Lancome Teint Miracle…

… czyli mój ulubiony delikates na sezon wiosna/lato. Oto co producent pisze o podkładzie : Podkład Teint Miracle, wydobywa wewnętrzny blask, dając efekt naturalnej, perfekcyjnej cery. Technologia AURA-INSIDE™ zwiększa świetlistość cery o 25%*. Efekt: wygładzona, aksamitna i równomierna cera promienieje do 12 godzin**. Skóra pozostaje nawilżona aż do 18h.

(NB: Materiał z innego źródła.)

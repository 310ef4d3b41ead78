//! Error types for client-side operations.

use thiserror::Error;

use trovekit_lib::KeyRole;

use crate::scan::ScanState;

/// The camera or frame decoder could not be acquired.
///
/// Surfaced to the caller so scanning controls can be disabled; manual entry
/// remains available.
#[derive(Debug, Error)]
#[error("decoder unavailable: {0}")]
pub struct ResourceError(pub String);

/// Scan-session state machine violations and resource failures.
#[derive(Debug, Error)]
pub enum ScanError {
    /// `start` was called on a session that already left `Idle`.
    #[error("session cannot start from {state:?}")]
    NotIdle { state: ScanState },

    /// `cancel` was called on a session that is not `Scanning`.
    #[error("session cannot cancel from {state:?}")]
    NotScanning { state: ScanState },

    /// Another session for the same role holds the camera.
    #[error("a scan is already running for the {role} identity")]
    RoleBusy { role: KeyRole },

    /// The decoder failed to start.
    #[error(transparent)]
    Resource(#[from] ResourceError),
}

/// Backend transport and response failures.
///
/// Never retried automatically; the caller surfaces the failure and
/// re-enables its controls.
#[derive(Debug, Error)]
pub enum NetworkError {
    /// The request never completed.
    #[error("request to {url} failed: {source}")]
    Transport {
        url: String,
        #[source]
        source: reqwest::Error,
    },

    /// The backend rejected the request with a non-success status.
    #[error("{url} returned status {status}: {body}")]
    Status {
        url: String,
        status: u16,
        body: String,
    },

    /// A success status carrying a body that would not parse.
    #[error("malformed response from {url}: {source}")]
    Body {
        url: String,
        #[source]
        source: reqwest::Error,
    },
}
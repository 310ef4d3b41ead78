//! The two process-wide identity slots and their update paths.
//!
//! One slot per role: the account doing the planting/claiming, and the
//! treasure being planted or claimed. A slot's identity is replaced as a
//! single unit, so subscribers can never observe a public key that was not
//! derived from the stored secret key, and each replacement notifies
//! subscribers exactly once.
//!
//! Three producers feed a slot: manual text entry, a completed scan session,
//! and a page-load locator. Manual entry and URL loads invalidate any scan
//! commit still in flight for the role by bumping the slot's generation; a
//! scan commit carrying a stale generation is discarded, never applied.

use std::sync::atomic::{AtomicBool, AtomicU64, Ordering};
use std::sync::Arc;

use tokio::sync::watch;
use tracing::debug;

use trovekit_lib::locator;
use trovekit_lib::{DecodeError, Identity, KeyRole, Keypair, PublicKey, SecretKey};

/// What subscribers see on every slot update.
#[derive(Clone, Debug, Default)]
pub struct IdentitySnapshot {
    /// The slot's identity, fully populated or fully absent.
    pub identity: Identity,
    /// Normalized claim locator for the current key, when one is known.
    pub claim_url: Option<String>,
}

/// One role's identity slot.
pub(crate) struct Slot {
    role: KeyRole,
    tx: watch::Sender<IdentitySnapshot>,
    scanning: AtomicBool,
    generation: AtomicU64,
}

impl Slot {
    fn new(role: KeyRole) -> Self {
        let (tx, _rx) = watch::channel(IdentitySnapshot::default());
        Self {
            role,
            tx,
            scanning: AtomicBool::new(false),
            generation: AtomicU64::new(0),
        }
    }

    /// Take the exclusive scan claim for this role. False if already held.
    pub(crate) fn claim_scan(&self) -> bool {
        self.scanning
            .compare_exchange(false, true, Ordering::SeqCst, Ordering::SeqCst)
            .is_ok()
    }

    pub(crate) fn release_scan(&self) {
        self.scanning.store(false, Ordering::SeqCst);
    }

    pub(crate) fn is_scanning(&self) -> bool {
        self.scanning.load(Ordering::SeqCst)
    }

    /// Start a new writer epoch; outcomes from older epochs are discarded.
    pub(crate) fn bump_generation(&self) -> u64 {
        self.generation.fetch_add(1, Ordering::SeqCst) + 1
    }

    /// Replace the identity unconditionally and notify subscribers once.
    pub(crate) fn publish(&self, identity: Identity, claim_url: Option<String>) {
        debug!(role = %self.role, populated = identity.is_populated(), "identity updated");
        self.tx.send_replace(IdentitySnapshot {
            identity,
            claim_url,
        });
    }

    /// Apply a scan outcome, unless a newer writer superseded it.
    pub(crate) fn commit_if_current(
        &self,
        generation: u64,
        keypair: Keypair,
        claim_url: String,
    ) -> bool {
        if self.generation.load(Ordering::SeqCst) != generation {
            debug!(role = %self.role, "stale scan commit discarded");
            return false;
        }
        self.publish(Identity::from_keypair(keypair), Some(claim_url));
        true
    }

    fn snapshot(&self) -> IdentitySnapshot {
        self.tx.borrow().clone()
    }

    fn subscribe(&self) -> watch::Receiver<IdentitySnapshot> {
        self.tx.subscribe()
    }
}

/// Owns the current account and treasure identities.
pub struct IdentityManager {
    account: Arc<Slot>,
    treasure: Arc<Slot>,
}

impl IdentityManager {
    pub fn new() -> Self {
        Self {
            account: Arc::new(Slot::new(KeyRole::Account)),
            treasure: Arc::new(Slot::new(KeyRole::Treasure)),
        }
    }

    pub(crate) fn slot(&self, role: KeyRole) -> &Arc<Slot> {
        match role {
            KeyRole::Account => &self.account,
            KeyRole::Treasure => &self.treasure,
        }
    }

    /// Current identity for a role.
    pub fn identity(&self, role: KeyRole) -> Identity {
        self.slot(role).snapshot().identity
    }

    /// Current public key for a role, if the slot is populated.
    pub fn public_key(&self, role: KeyRole) -> Option<PublicKey> {
        self.identity(role).public_key().cloned()
    }

    /// Normalized claim locator for the role's current key, if known.
    pub fn claim_url(&self, role: KeyRole) -> Option<String> {
        self.slot(role).snapshot().claim_url
    }

    /// Subscribe to a role's updates. Receivers see every replacement.
    pub fn subscribe(&self, role: KeyRole) -> watch::Receiver<IdentitySnapshot> {
        self.slot(role).subscribe()
    }

    /// True while a scan session holds the camera for this role.
    pub fn scan_in_progress(&self, role: KeyRole) -> bool {
        self.slot(role).is_scanning()
    }

    /// Manual text entry: decode, derive, and replace the slot atomically.
    ///
    /// On decode failure the slot is cleared to fully absent and subscribers
    /// are notified of the cleared state. Either way, any scan commit still
    /// in flight for this role is superseded.
    pub fn set_secret_key(&self, role: KeyRole, text: &str) -> Result<PublicKey, DecodeError> {
        let slot = self.slot(role);
        slot.bump_generation();

        match SecretKey::decode(role, text.trim()) {
            Ok(secret) => {
                let claim_url =
                    (role == KeyRole::Treasure).then(|| locator::claim_url(&secret));
                let keypair = Keypair::from_secret(secret);
                let public = keypair.public().clone();
                slot.publish(Identity::from_keypair(keypair), claim_url);
                Ok(public)
            }
            Err(err) => {
                slot.publish(Identity::empty(), None);
                Err(err)
            }
        }
    }

    /// Generate a fresh random key for the role and store it.
    ///
    /// Returns the keypair so the caller can display the encoded secret.
    pub fn generate(&self, role: KeyRole) -> Keypair {
        let slot = self.slot(role);
        slot.bump_generation();

        let keypair = Keypair::generate(role);
        let claim_url = (role == KeyRole::Treasure).then(|| locator::claim_url(keypair.secret()));
        slot.publish(Identity::from_keypair(keypair.clone()), claim_url);
        keypair
    }

    /// Page-load path: decode a locator URL and commit it like a completed
    /// scan, without a camera resource.
    ///
    /// On failure nothing is mutated; the caller may retry with other input.
    pub fn load_from_url(&self, role: KeyRole, url: &str) -> Result<PublicKey, DecodeError> {
        let slot = self.slot(role);
        slot.bump_generation();

        let decoded = locator::decode_locator(role, url)?;
        let claim_url = decoded.claim_url().to_string();
        let keypair = decoded.into_keypair();
        let public = keypair.public().clone();
        slot.publish(Identity::from_keypair(keypair), Some(claim_url));
        Ok(public)
    }
}

impl Default for IdentityManager {
    fn default() -> Self {
        Self::new()
    }
}

#[cfg(test)]
mod tests {
    use super::*;

    #[test]
    fn manual_entry_populates_the_slot() {
        let manager = IdentityManager::new();
        let secret = SecretKey::generate(KeyRole::Account);

        let public = manager
            .set_secret_key(KeyRole::Account, &secret.encode())
            .unwrap();
        assert_eq!(public, secret.public_key());
        assert_eq!(manager.public_key(KeyRole::Account), Some(public));
        // Account keys have no claim link.
        assert!(manager.claim_url(KeyRole::Account).is_none());
    }

    #[test]
    fn manual_entry_trims_whitespace() {
        let manager = IdentityManager::new();
        let secret = SecretKey::generate(KeyRole::Treasure);
        let text = format!("  {}\n", secret.encode());
        assert!(manager.set_secret_key(KeyRole::Treasure, &text).is_ok());
    }

    #[test]
    fn failed_entry_clears_the_slot() {
        let manager = IdentityManager::new();
        let secret = SecretKey::generate(KeyRole::Treasure);
        manager
            .set_secret_key(KeyRole::Treasure, &secret.encode())
            .unwrap();

        assert!(manager
            .set_secret_key(KeyRole::Treasure, "not-a-key")
            .is_err());
        assert!(!manager.identity(KeyRole::Treasure).is_populated());
        assert!(manager.claim_url(KeyRole::Treasure).is_none());
    }

    #[test]
    fn treasure_entry_records_the_claim_url() {
        let manager = IdentityManager::new();
        let secret = SecretKey::generate(KeyRole::Treasure);
        manager
            .set_secret_key(KeyRole::Treasure, &secret.encode())
            .unwrap();
        assert_eq!(
            manager.claim_url(KeyRole::Treasure),
            Some(locator::claim_url(&secret))
        );
    }

    #[test]
    fn subscribers_are_notified_once_per_update() {
        let manager = IdentityManager::new();
        let mut rx = manager.subscribe(KeyRole::Account);
        assert!(!rx.has_changed().unwrap());

        manager.generate(KeyRole::Account);
        assert!(rx.has_changed().unwrap());
        let snapshot = rx.borrow_and_update().clone();
        assert!(snapshot.identity.is_populated());
        assert!(!rx.has_changed().unwrap());
    }

    #[test]
    fn load_from_url_matches_the_scan_commit_path() {
        let manager = IdentityManager::new();
        let secret = SecretKey::generate(KeyRole::Treasure);
        let url = locator::plant_url(&secret);

        let public = manager.load_from_url(KeyRole::Treasure, &url).unwrap();
        assert_eq!(public, secret.public_key());
        assert_eq!(
            manager.claim_url(KeyRole::Treasure),
            Some(locator::claim_url(&secret))
        );
    }

    #[test]
    fn failed_url_load_mutates_nothing() {
        let manager = IdentityManager::new();
        let secret = SecretKey::generate(KeyRole::Treasure);
        manager
            .set_secret_key(KeyRole::Treasure, &secret.encode())
            .unwrap();

        assert!(manager
            .load_from_url(KeyRole::Treasure, "https://example.com/?key=x")
            .is_err());
        assert!(manager.identity(KeyRole::Treasure).is_populated());
    }

    #[test]
    fn stale_commit_is_discarded() {
        let manager = IdentityManager::new();
        let slot = manager.slot(KeyRole::Treasure);
        let generation = slot.bump_generation();

        // A newer writer arrives before the scan commit lands.
        manager.generate(KeyRole::Treasure);
        let late = Keypair::generate(KeyRole::Treasure);
        let claim_url = locator::claim_url(late.secret());
        assert!(!slot.commit_if_current(generation, late.clone(), claim_url));

        // The newer value is untouched.
        assert_ne!(
            manager.public_key(KeyRole::Treasure).unwrap(),
            late.public().clone()
        );
    }
}
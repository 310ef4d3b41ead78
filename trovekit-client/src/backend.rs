//! HTTP access to the trovekit backend service.
//!
//! The backend is an external collaborator consumed through the narrow
//! [`Backend`] trait. Requests are one-shot: no retries, no stored network
//! state. Failures come back as [`NetworkError`] values for the caller to
//! surface and recover from.

use async_trait::async_trait;
use serde::de::DeserializeOwned;
use serde::Serialize;
use tracing::debug;

use trovekit_lib::request::{
    ClaimRequest, ClaimResponse, CreateResponse, ExistsRequest, ExistsResponse, PlantRequest,
    PlantResponse,
};
use trovekit_lib::PublicKey;

use crate::errors::NetworkError;

/// The backend wire contract.
#[async_trait]
pub trait Backend {
    /// Register a treasure. The request is assumed assembled and signed.
    async fn plant(&self, request: &PlantRequest) -> Result<PlantResponse, NetworkError>;

    /// Transfer a treasure to the claiming account.
    async fn claim(&self, request: &ClaimRequest) -> Result<ClaimResponse, NetworkError>;

    /// Whether a treasure has been planted.
    async fn treasure_exists(&self, treasure: &PublicKey) -> Result<bool, NetworkError>;

    /// Ask the server to mint a treasure identity with rendered QR markup.
    async fn create_treasure(&self) -> Result<CreateResponse, NetworkError>;
}

/// [`Backend`] over HTTP.
pub struct HttpBackend {
    http: reqwest::Client,
    base_url: String,
}

impl HttpBackend {
    /// Point the client at a backend, e.g. `https://trovekit.app`.
    pub fn new(base_url: impl Into<String>) -> Self {
        let base_url = base_url.into().trim_end_matches('/').to_string();
        Self {
            http: reqwest::Client::new(),
            base_url,
        }
    }

    fn url(&self, path: &str) -> String {
        format!("{}/{}", self.base_url, path)
    }

    async fn post_json<B, T>(&self, path: &str, body: &B) -> Result<T, NetworkError>
    where
        B: Serialize + Sync,
        T: DeserializeOwned,
    {
        let url = self.url(path);
        debug!(%url, "backend request");
        let response = self
            .http
            .post(&url)
            .json(body)
            .send()
            .await
            .map_err(|source| NetworkError::Transport {
                url: url.clone(),
                source,
            })?;
        read_json(url, response).await
    }

    async fn get_json<T: DeserializeOwned>(&self, path: &str) -> Result<T, NetworkError> {
        let url = self.url(path);
        debug!(%url, "backend request");
        let response = self
            .http
            .get(&url)
            .send()
            .await
            .map_err(|source| NetworkError::Transport {
                url: url.clone(),
                source,
            })?;
        read_json(url, response).await
    }
}

#[async_trait]
impl Backend for HttpBackend {
    async fn plant(&self, request: &PlantRequest) -> Result<PlantResponse, NetworkError> {
        self.post_json("api/plant", request).await
    }

    async fn claim(&self, request: &ClaimRequest) -> Result<ClaimResponse, NetworkError> {
        self.post_json("api/claim", request).await
    }

    async fn treasure_exists(&self, treasure: &PublicKey) -> Result<bool, NetworkError> {
        let request = ExistsRequest {
            treasure_public_key: treasure.encode(),
        };
        let response: ExistsResponse = self.post_json("api/exists", &request).await?;
        Ok(response.treasure_exists)
    }

    async fn create_treasure(&self) -> Result<CreateResponse, NetworkError> {
        self.get_json("api/create").await
    }
}

async fn read_json<T: DeserializeOwned>(
    url: String,
    response: reqwest::Response,
) -> Result<T, NetworkError> {
    let status = response.status();
    if !status.is_success() {
        let body = response.text().await.unwrap_or_default();
        return Err(NetworkError::Status {
            url,
            status: status.as_u16(),
            body,
        });
    }

    response
        .json()
        .await
        .map_err(|source| NetworkError::Body { url, source })
}
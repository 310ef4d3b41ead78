//! Test doubles for exercising scan sessions without a camera.
//!
//! `MockDecoder` stands in for the camera/decoder boundary and counts its
//! lifecycle calls through a shared probe, so tests can assert that the
//! session released the resource exactly once and in the right order.

use std::sync::{Arc, Mutex};

use crate::errors::ResourceError;
use crate::scan::FrameDecoder;

#[derive(Debug, Default)]
struct Counts {
    started: u32,
    stopped: u32,
    destroyed: u32,
}

/// Shared view of a mock decoder's lifecycle counters.
#[derive(Clone, Default)]
pub struct SharedProbe(Arc<Mutex<Counts>>);

impl SharedProbe {
    pub fn starts(&self) -> u32 {
        self.0.lock().unwrap().started
    }

    pub fn stops(&self) -> u32 {
        self.0.lock().unwrap().stopped
    }

    pub fn destroys(&self) -> u32 {
        self.0.lock().unwrap().destroyed
    }

    /// Assert the decoder was stopped and destroyed exactly once each.
    pub fn assert_released_once(&self) {
        let counts = self.0.lock().unwrap();
        assert_eq!(counts.stopped, 1, "stop calls");
        assert_eq!(counts.destroyed, 1, "destroy calls");
    }
}

/// A scripted decoder: counts lifecycle calls, optionally fails to start.
pub struct MockDecoder {
    probe: SharedProbe,
    fail_start: Option<String>,
}

impl MockDecoder {
    /// A decoder that starts successfully.
    pub fn new() -> (Self, SharedProbe) {
        let probe = SharedProbe::default();
        (
            Self {
                probe: probe.clone(),
                fail_start: None,
            },
            probe,
        )
    }

    /// A decoder whose `start` fails with the given reason.
    pub fn failing(reason: &str) -> (Self, SharedProbe) {
        let probe = SharedProbe::default();
        (
            Self {
                probe: probe.clone(),
                fail_start: Some(reason.to_string()),
            },
            probe,
        )
    }
}

impl FrameDecoder for MockDecoder {
    fn start(&mut self) -> Result<(), ResourceError> {
        self.probe.0.lock().unwrap().started += 1;
        match &self.fail_start {
            Some(reason) => Err(ResourceError(reason.clone())),
            None => Ok(()),
        }
    }

    fn stop(&mut self) {
        self.probe.0.lock().unwrap().stopped += 1;
    }

    fn destroy(&mut self) {
        self.probe.0.lock().unwrap().destroyed += 1;
    }
}
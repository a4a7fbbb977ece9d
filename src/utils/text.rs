/// Keep at most `max_chars` characters, never splitting a character
///
/// # Examples
/// ```
/// use stdict_mcp::utils::text::truncate_chars;
/// assert_eq!(truncate_chars("사랑합니다", 2), "사랑");
/// assert_eq!(truncate_chars("abc", 10), "abc");
/// ```
pub fn truncate_chars(text: &str, max_chars: usize) -> String {
    match text.char_indices().nth(max_chars) {
        Some((idx, _)) => text[..idx].to_string(),
        None => text.to_string(),
    }
}
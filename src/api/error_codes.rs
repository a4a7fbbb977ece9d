//! Translation of the dictionary API's error envelope
//!
//! The API reports failures with HTTP 200 and a body of the form
//! `{"error": {"error_code": "020", "message": "..."}}`.

use serde_json::Value;

const FALLBACK_EXPLANATION: &str = "요청 중 오류가 발생했습니다.";

fn explain(code: &str) -> &'static str {
    match code {
        "020" => "등록되지 않은 키입니다.",
        "021" => "일시적으로 사용 중지된 인증 키입니다.",
        "100" => "부적절한 쿼리 요청입니다(q 누락 등).",
        "103" => "부적절한 검색 개수(num)입니다.",
        _ => FALLBACK_EXPLANATION,
    }
}

/// Whether the response is an error envelope.
pub fn has_error_envelope(raw: &Value) -> bool {
    raw.get("error").is_some()
}

/// `"[<code>] <explanation>"`, with `" - <message>"` when the API sent one.
pub fn humanize_error(raw: &Value) -> String {
    let err = raw.get("error");
    let code = match err.and_then(|e| e.get("error_code")) {
        Some(Value::String(s)) => s.clone(),
        Some(Value::Number(n)) => n.to_string(),
        _ => String::new(),
    };
    let message = err
        .and_then(|e| e.get("message"))
        .and_then(Value::as_str)
        .unwrap_or("");

    let base = explain(&code);
    if message.is_empty() {
        format!("[{}] {}", code, base)
    } else {
        format!("[{}] {} - {}", code, base, message)
    }
}
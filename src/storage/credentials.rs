//! Credential sources
//!
//! Each place an API key can live (environment, config file, OS keyring) is a
//! [`CredentialSource`] that answers "do you have a key?" without side effects.
//! The keyring is also a [`SecretStore`] so a freshly entered key can be written back.

use super::Result;
use super::config::Config;
use std::env;
use std::path::PathBuf;
use std::sync::Arc;

pub const ENV_KEY_NAME: &str = "STDICT_API_KEY";
pub const KEYRING_SERVICE: &str = "stdict_mcp";
pub const KEYRING_USERNAME: &str = "api_key";

/// A lookup that may or may not yield a key.
pub trait CredentialSource: Send + Sync {
    fn name(&self) -> &'static str;
    fn probe(&self) -> Result<Option<String>>;
}

/// Platform secret storage for a single key.
pub trait SecretStore: Send + Sync {
    fn get(&self) -> Result<Option<String>>;
    fn set(&self, value: &str) -> Result<()>;
    fn delete(&self) -> Result<()>;
}

/// Reads the key from an environment variable.
#[derive(Debug, Clone)]
pub struct EnvSource {
    var: String,
}

impl EnvSource {
    pub fn new(var: impl Into<String>) -> Self {
        Self { var: var.into() }
    }
}

impl Default for EnvSource {
    fn default() -> Self {
        Self::new(ENV_KEY_NAME)
    }
}

impl CredentialSource for EnvSource {
    fn name(&self) -> &'static str {
        "environment"
    }

    fn probe(&self) -> Result<Option<String>> {
        Ok(env::var(&self.var).ok().filter(|k| !k.is_empty()))
    }
}

/// Reads `api_key` from the JSON config file.
#[derive(Debug, Clone)]
pub struct ConfigFileSource {
    path: PathBuf,
}

impl ConfigFileSource {
    pub fn new(path: PathBuf) -> Self {
        Self { path }
    }
}

impl CredentialSource for ConfigFileSource {
    fn name(&self) -> &'static str {
        "config file"
    }

    fn probe(&self) -> Result<Option<String>> {
        let config = Config::load(Some(self.path.clone()))?;
        Ok(config.api_key().map(str::to_string))
    }
}

/// Adapts a [`SecretStore`] to the lookup chain.
pub struct SecretStoreSource {
    store: Arc<dyn SecretStore>,
}

impl SecretStoreSource {
    pub fn new(store: Arc<dyn SecretStore>) -> Self {
        Self { store }
    }
}

impl CredentialSource for SecretStoreSource {
    fn name(&self) -> &'static str {
        "secret store"
    }

    fn probe(&self) -> Result<Option<String>> {
        Ok(self.store.get()?.filter(|k| !k.is_empty()))
    }
}

/// OS keyring entry under a fixed service/username pair.
#[cfg(feature = "secret-store")]
#[derive(Debug, Clone)]
pub struct KeyringStore {
    service: String,
    username: String,
}

#[cfg(feature = "secret-store")]
impl Default for KeyringStore {
    fn default() -> Self {
        Self {
            service: KEYRING_SERVICE.to_string(),
            username: KEYRING_USERNAME.to_string(),
        }
    }
}

#[cfg(feature = "secret-store")]
impl KeyringStore {
    fn entry(&self) -> Result<keyring::Entry> {
        keyring::Entry::new(&self.service, &self.username)
            .map_err(|e| crate::error::StorageError::KeyringError(e.to_string()))
    }
}

#[cfg(feature = "secret-store")]
impl SecretStore for KeyringStore {
    fn get(&self) -> Result<Option<String>> {
        match self.entry()?.get_password() {
            Ok(v) => Ok(Some(v)),
            Err(keyring::Error::NoEntry) => Ok(None),
            Err(e) => Err(crate::error::StorageError::KeyringError(e.to_string())),
        }
    }

    fn set(&self, value: &str) -> Result<()> {
        self.entry()?
            .set_password(value)
            .map_err(|e| crate::error::StorageError::KeyringError(e.to_string()))
    }

    fn delete(&self) -> Result<()> {
        match self.entry()?.delete_credential() {
            Ok(_) => Ok(()),
            Err(keyring::Error::NoEntry) => Ok(()),
            Err(e) => Err(crate::error::StorageError::KeyringError(e.to_string())),
        }
    }
}

/// The keyring store when the `secret-store` feature is compiled in.
pub fn platform_secret_store() -> Option<Arc<dyn SecretStore>> {
    #[cfg(feature = "secret-store")]
    {
        Some(Arc::new(KeyringStore::default()))
    }
    #[cfg(not(feature = "secret-store"))]
    {
        None
    }
}

/// Shorten a key for display: first and last four characters.
pub fn mask_api_key(key: &str) -> String {
    let chars: Vec<char> = key.chars().collect();
    if chars.len() > 8 {
        let head: String = chars[..4].iter().collect();
        let tail: String = chars[chars.len() - 4..].iter().collect();
        format!("{}...{}", head, tail)
    } else {
        "*****".to_string()
    }
}

#[cfg(test)]
mod tests {
    use super::*;
    use tempfile::tempdir;

    #[test]
    fn test_env_source_when_set() {
        let var = "STDICT_TEST_ENV_SOURCE_SET";
        unsafe {
            env::set_var(var, "env_key_123");
        }
        let source = EnvSource::new(var);
        assert_eq!(
            source.probe().expect("env probe failed"),
            Some("env_key_123".to_string())
        );
        unsafe {
            env::remove_var(var);
        }
    }

    #[test]
    fn test_env_source_when_empty() {
        let var = "STDICT_TEST_ENV_SOURCE_EMPTY";
        unsafe {
            env::set_var(var, "");
        }
        let source = EnvSource::new(var);
        assert_eq!(source.probe().expect("env probe failed"), None);
        unsafe {
            env::remove_var(var);
        }
    }

    #[test]
    fn test_env_source_when_not_set() {
        let source = EnvSource::new("STDICT_TEST_ENV_SOURCE_NEVER_SET");
        assert_eq!(source.probe().expect("env probe failed"), None);
        assert_eq!(source.name(), "environment");
    }

    #[test]
    fn test_config_file_source_reads_key() {
        let temp_dir = tempdir().expect("Failed to create temp dir");
        let path = temp_dir.path().join("config.json");
        Config::with_api_key("file_key")
            .save(Some(path.clone()))
            .expect("Failed to save config");

        let source = ConfigFileSource::new(path);
        assert_eq!(
            source.probe().expect("config probe failed"),
            Some("file_key".to_string())
        );
    }

    #[test]
    fn test_config_file_source_missing_file() {
        let temp_dir = tempdir().expect("Failed to create temp dir");
        let source = ConfigFileSource::new(temp_dir.path().join("config.json"));
        assert_eq!(source.probe().expect("config probe failed"), None);
    }

    #[test]
    fn test_config_file_source_broken_file_is_error() {
        let temp_dir = tempdir().expect("Failed to create temp dir");
        let path = temp_dir.path().join("config.json");
        std::fs::write(&path, "{").expect("Failed to write file");

        let source = ConfigFileSource::new(path);
        assert!(source.probe().is_err());
    }

    #[test]
    fn test_mask_api_key() {
        assert_eq!(mask_api_key("ABCDEFGHIJKL"), "ABCD...IJKL");
        assert_eq!(mask_api_key("short"), "*****");
    }
}
//! Storage layer for stdict-mcp
//!
//! Handles the JSON config file and the credential sources (environment,
//! config file, OS keyring) that the resolver chains together.

use crate::error::StorageError;

pub mod config;
pub mod credentials;

type Result<T> = std::result::Result<T, StorageError>;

Długo szukałam lekkiego, rozświetlającego podkładu, który utrzymywałby się w miarę przyzwoicie na mojej mieszanej cerze. Postanowiłam wypróbować Teint Miracle i wybór okazał się strzałem w dziesiątkę. Podkład zamknięty jest w szklanej, bardzo eleganckiej buteleczce, do której oczywiście dołączona jest świetnie działająca pompka. Otrzymujemy standardowo 30 ml produktu. Podkład ma lekką konsystencję, dzięki czemu jest bardzo wydajny. Świetnie rozprowadza się na twarzy, bez smug. Przyjemnie kryje, nie tworząc przy tym efektu maski. Oczywiście na większe zmiany musimy poratować się korektorem. Dzięki delikatnym drobinkom przepięknie rozświetla, przy czym nie świecimy się jak kula dyskotekowa. Cera wygląda na zdrową i wypoczętą. Dodatkowym plusem jest SPF 15. Podkład nie wywołał u mnie żadnych podrażnień i alergii. Na mojej mieszanej cerze utrzymuje się dobre 8 godzin, oczywiście przypudrowany. Jako posiadaczka jasnej skóry, wybrałam najjaśniejszy odcień 005 Ivoire Beige, który okazał się idealny !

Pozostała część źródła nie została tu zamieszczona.